Collected data entries
Content starts

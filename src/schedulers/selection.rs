use std::fmt;
use std::str::FromStr;

use ndarray::{Array4, ArrayView1, ArrayView4};
use rand::Rng;

use super::{
	DDIMScheduler, DiffusionScheduler, DPMSolverMultistepScheduler, EulerAncestralDiscreteScheduler, EulerDiscreteScheduler, LMSDiscreteScheduler,
	PNDMScheduler, SchedulerOptimizedDefaults, SchedulerStepOutput, UniPCMultistepScheduler
};

/// The closed set of schedulers selectable through the prediction surface.
///
/// The string form of each kind (via [`fmt::Display`] and [`FromStr`]) matches the name the
/// prediction API accepts, so an invalid scheduler name fails at parse time rather than inside
/// inference.
#[derive(Default, Debug, Clone, Copy, PartialEq, Eq, Hash)]
pub enum SchedulerKind {
	/// DPM-Solver++ in multistep form; see [`DPMSolverMultistepScheduler`].
	#[default]
	DpmSolverMultistep,
	/// UniPC predictor-corrector; see [`UniPCMultistepScheduler`].
	UniPcMultistep,
	/// Denoising diffusion implicit models; see [`DDIMScheduler`].
	Ddim,
	/// Karras et al. Euler method; see [`EulerDiscreteScheduler`].
	KEuler,
	/// Karras et al. ancestral Euler method; see [`EulerAncestralDiscreteScheduler`].
	KEulerAncestral,
	/// Pseudo linear multistep; see [`PNDMScheduler`].
	Pndm,
	/// Karras et al. linear multistep; see [`LMSDiscreteScheduler`].
	Klms
}

impl SchedulerKind {
	/// All seven selectable scheduler kinds.
	pub const ALL: [SchedulerKind; 7] = [
		SchedulerKind::DpmSolverMultistep,
		SchedulerKind::UniPcMultistep,
		SchedulerKind::Ddim,
		SchedulerKind::KEuler,
		SchedulerKind::KEulerAncestral,
		SchedulerKind::Pndm,
		SchedulerKind::Klms
	];

	/// The name of this scheduler kind on the prediction surface.
	pub fn as_str(&self) -> &'static str {
		match self {
			SchedulerKind::DpmSolverMultistep => "DPMSolverMultistep",
			SchedulerKind::UniPcMultistep => "UniPCMultistepScheduler",
			SchedulerKind::Ddim => "DDIM",
			SchedulerKind::KEuler => "K_EULER",
			SchedulerKind::KEulerAncestral => "K_EULER_ANCESTRAL",
			SchedulerKind::Pndm => "PNDM",
			SchedulerKind::Klms => "KLMS"
		}
	}

	/// Constructs the concrete scheduler for this kind, configured with the Stable Diffusion v1
	/// optimized defaults.
	pub fn scheduler(&self) -> anyhow::Result<Scheduler> {
		Ok(match self {
			SchedulerKind::DpmSolverMultistep => Scheduler::DpmSolverMultistep(DPMSolverMultistepScheduler::stable_diffusion_v1_optimized_default()?),
			SchedulerKind::UniPcMultistep => Scheduler::UniPcMultistep(UniPCMultistepScheduler::stable_diffusion_v1_optimized_default()?),
			SchedulerKind::Ddim => Scheduler::Ddim(DDIMScheduler::stable_diffusion_v1_optimized_default()?),
			SchedulerKind::KEuler => Scheduler::KEuler(EulerDiscreteScheduler::stable_diffusion_v1_optimized_default()?),
			SchedulerKind::KEulerAncestral => Scheduler::KEulerAncestral(EulerAncestralDiscreteScheduler::stable_diffusion_v1_optimized_default()?),
			SchedulerKind::Pndm => Scheduler::Pndm(PNDMScheduler::stable_diffusion_v1_optimized_default()?),
			SchedulerKind::Klms => Scheduler::Klms(LMSDiscreteScheduler::stable_diffusion_v1_optimized_default()?)
		})
	}
}

impl fmt::Display for SchedulerKind {
	fn fmt(&self, f: &mut fmt::Formatter<'_>) -> fmt::Result {
		f.write_str(self.as_str())
	}
}

impl FromStr for SchedulerKind {
	type Err = anyhow::Error;

	fn from_str(s: &str) -> Result<Self, Self::Err> {
		SchedulerKind::ALL
			.iter()
			.find(|kind| kind.as_str() == s)
			.copied()
			.ok_or_else(|| anyhow::anyhow!("unknown scheduler `{s}`; expected one of: DPMSolverMultistep, UniPCMultistepScheduler, DDIM, K_EULER, K_EULER_ANCESTRAL, PNDM, KLMS"))
	}
}

/// A constructed scheduler of any selectable kind, dispatching [`DiffusionScheduler`] to the
/// underlying implementation by exhaustive match.
#[derive(Clone)]
#[allow(missing_docs)]
pub enum Scheduler {
	DpmSolverMultistep(DPMSolverMultistepScheduler),
	UniPcMultistep(UniPCMultistepScheduler),
	Ddim(DDIMScheduler),
	KEuler(EulerDiscreteScheduler),
	KEulerAncestral(EulerAncestralDiscreteScheduler),
	Pndm(PNDMScheduler),
	Klms(LMSDiscreteScheduler)
}

macro_rules! delegate {
	($self:expr, $inner:ident => $body:expr) => {
		match $self {
			Scheduler::DpmSolverMultistep($inner) => $body,
			Scheduler::UniPcMultistep($inner) => $body,
			Scheduler::Ddim($inner) => $body,
			Scheduler::KEuler($inner) => $body,
			Scheduler::KEulerAncestral($inner) => $body,
			Scheduler::Pndm($inner) => $body,
			Scheduler::Klms($inner) => $body
		}
	};
}

impl Scheduler {
	/// The kind of this scheduler.
	pub fn kind(&self) -> SchedulerKind {
		match self {
			Scheduler::DpmSolverMultistep(_) => SchedulerKind::DpmSolverMultistep,
			Scheduler::UniPcMultistep(_) => SchedulerKind::UniPcMultistep,
			Scheduler::Ddim(_) => SchedulerKind::Ddim,
			Scheduler::KEuler(_) => SchedulerKind::KEuler,
			Scheduler::KEulerAncestral(_) => SchedulerKind::KEulerAncestral,
			Scheduler::Pndm(_) => SchedulerKind::Pndm,
			Scheduler::Klms(_) => SchedulerKind::Klms
		}
	}
}

impl DiffusionScheduler for Scheduler {
	fn scale_model_input(&mut self, sample: ArrayView4<'_, f32>, timestep: f32) -> Array4<f32> {
		delegate!(self, s => s.scale_model_input(sample, timestep))
	}

	fn set_timesteps(&mut self, num_inference_steps: usize) {
		delegate!(self, s => s.set_timesteps(num_inference_steps))
	}

	fn step<R: Rng + ?Sized>(&mut self, model_output: ArrayView4<'_, f32>, timestep: f32, sample: ArrayView4<'_, f32>, rng: &mut R) -> SchedulerStepOutput {
		delegate!(self, s => s.step(model_output, timestep, sample, rng))
	}

	fn add_noise(&mut self, original_samples: ArrayView4<'_, f32>, noise: ArrayView4<'_, f32>, timestep: f32) -> Array4<f32> {
		delegate!(self, s => s.add_noise(original_samples, noise, timestep))
	}

	fn timesteps(&self) -> ArrayView1<'_, f32> {
		delegate!(self, s => s.timesteps())
	}

	fn init_noise_sigma(&self) -> f32 {
		delegate!(self, s => s.init_noise_sigma())
	}

	fn len(&self) -> usize {
		delegate!(self, s => s.len())
	}
}

#[cfg(test)]
mod tests {
	use super::SchedulerKind;

	#[test]
	fn names_round_trip() {
		for kind in SchedulerKind::ALL {
			assert_eq!(kind.as_str().parse::<SchedulerKind>().unwrap(), kind);
		}
	}

	#[test]
	fn unknown_names_are_rejected() {
		assert!("DDIMScheduler".parse::<SchedulerKind>().is_err());
		assert!("".parse::<SchedulerKind>().is_err());
	}

	#[test]
	fn every_kind_constructs() {
		for kind in SchedulerKind::ALL {
			let scheduler = kind.scheduler().unwrap();
			assert_eq!(scheduler.kind(), kind);
		}
	}
}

Content ends

Gather each line in the entries above where the string "DPMSolverMultistepScheduler" is found.

Response to the exercise -
	DDIMScheduler, DiffusionScheduler, DPMSolverMultistepScheduler, EulerAncestralDiscreteScheduler, EulerDiscreteScheduler, LMSDiscreteScheduler,
	/// DPM-Solver++ in multistep form; see [`DPMSolverMultistepScheduler`].
			SchedulerKind::DpmSolverMultistep => Scheduler::DpmSolverMultistep(DPMSolverMultistepScheduler::stable_diffusion_v1_optimized_default()?),
	DpmSolverMultistep(DPMSolverMultistepScheduler),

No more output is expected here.